▶ TASK DETAILS
Copy each line of the data below with the word "Clone".

Source records
—————

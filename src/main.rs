//! Hex against a flat Monte Carlo opponent.
//!
//! ## Usage
//!
//! - `hex-mc` - Play against the computer (prompts for size and side)
//! - `hex-mc play --size 7 --side blue` - Same, skipping the prompts
//! - `hex-mc demo --size 5` - Watch the computer play itself

use std::io::{self, BufWriter, Write};
use std::time::Duration;

use anyhow::Result;
use clap::{Args, Parser, Subcommand, ValueEnum};
use tracing::info;

use hex_mc::board::Player;
use hex_mc::constants::{DEFAULT_TIME_SECS, DEFAULT_TRIALS, MAX_SIZE, MIN_SIZE};
use hex_mc::evaluator::{EvaluatorConfig, MonteCarloEvaluator};
use hex_mc::game::{Game, prompt_side, prompt_size, self_play};

/// Hex with a Monte Carlo computer opponent
#[derive(Parser)]
#[command(name = "hex-mc")]
#[command(author, version, about, long_about = None)]
struct Cli {
    /// Log filter used when RUST_LOG is not set (e.g. "info", "hex_mc=debug")
    #[arg(long, global = true, default_value = "warn")]
    log_level: String,

    #[command(subcommand)]
    command: Option<Commands>,
}

#[derive(Subcommand)]
enum Commands {
    /// Play against the computer
    Play {
        /// Board size; prompted for when omitted
        #[arg(long, value_parser = clap::value_parser!(u16).range(MIN_SIZE as i64..=MAX_SIZE as i64))]
        size: Option<u16>,
        /// Your side; prompted for when omitted
        #[arg(long, value_enum)]
        side: Option<Side>,
        #[command(flatten)]
        engine: EngineArgs,
    },
    /// Let the computer play both sides
    Demo {
        #[arg(long, default_value_t = 5, value_parser = clap::value_parser!(u16).range(MIN_SIZE as i64..=MAX_SIZE as i64))]
        size: u16,
        #[command(flatten)]
        engine: EngineArgs,
    },
}

#[derive(Args, Clone)]
struct EngineArgs {
    /// Random rollouts per candidate move
    #[arg(long, default_value_t = DEFAULT_TRIALS, value_parser = clap::value_parser!(u32).range(1..))]
    trials: u32,
    /// Thinking time budget per move, in seconds
    #[arg(long, default_value_t = DEFAULT_TIME_SECS)]
    time: u64,
    /// Seed for reproducible play
    #[arg(long)]
    seed: Option<u64>,
}

impl EngineArgs {
    fn evaluator(&self) -> MonteCarloEvaluator {
        let mut config = EvaluatorConfig::new(self.trials, Duration::from_secs(self.time));
        config.seed = self.seed;
        MonteCarloEvaluator::new(config)
    }
}

#[derive(Copy, Clone, ValueEnum)]
enum Side {
    Blue,
    Red,
}

impl From<Side> for Player {
    fn from(side: Side) -> Self {
        match side {
            Side::Blue => Player::Blue,
            Side::Red => Player::Red,
        }
    }
}

fn init_tracing(level: &str) {
    use tracing_subscriber::{EnvFilter, fmt, prelude::*};

    let filter = EnvFilter::try_from_default_env().unwrap_or_else(|_| EnvFilter::new(level));

    tracing_subscriber::registry()
        .with(fmt::layer().with_writer(io::stderr))
        .with(filter)
        .init();
}

fn main() -> Result<()> {
    let cli = Cli::parse();
    init_tracing(&cli.log_level);

    let stdin = io::stdin();
    let mut input = stdin.lock();
    let mut out = BufWriter::new(io::stdout().lock());

    match cli.command {
        Some(Commands::Play { size, side, engine }) => {
            play(&mut input, &mut out, size, side, &engine)?;
        }
        Some(Commands::Demo { size, engine }) => {
            let mut ai = engine.evaluator();
            let config = ai.config();
            info!(size, trials = config.max_trials, budget = ?config.time_budget, "running demo");
            self_play(size.into(), &mut ai, &mut out)?;
        }
        None => {
            let engine = EngineArgs {
                trials: DEFAULT_TRIALS,
                time: DEFAULT_TIME_SECS,
                seed: None,
            };
            play(&mut input, &mut out, None, None, &engine)?;
        }
    }

    writeln!(out, "Game over!")?;
    out.flush()?;
    Ok(())
}

fn play(
    input: &mut impl io::BufRead,
    out: &mut impl Write,
    size: Option<u16>,
    side: Option<Side>,
    engine: &EngineArgs,
) -> Result<()> {
    writeln!(out, "Welcome to Hex!")?;
    writeln!(out, "Blue joins the left and right edges, Red joins top and bottom.")?;

    let size = match size {
        Some(s) => s.into(),
        None => prompt_size(input, out)?,
    };
    let human = match side {
        Some(s) => s.into(),
        None => prompt_side(input, out)?,
    };

    let mut game = Game::new(size, human, engine.evaluator());
    game.run(input, out)?;
    Ok(())
}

—————

▶ REPLY
#[derive(Args, Clone)]
#[derive(Copy, Clone, ValueEnum)]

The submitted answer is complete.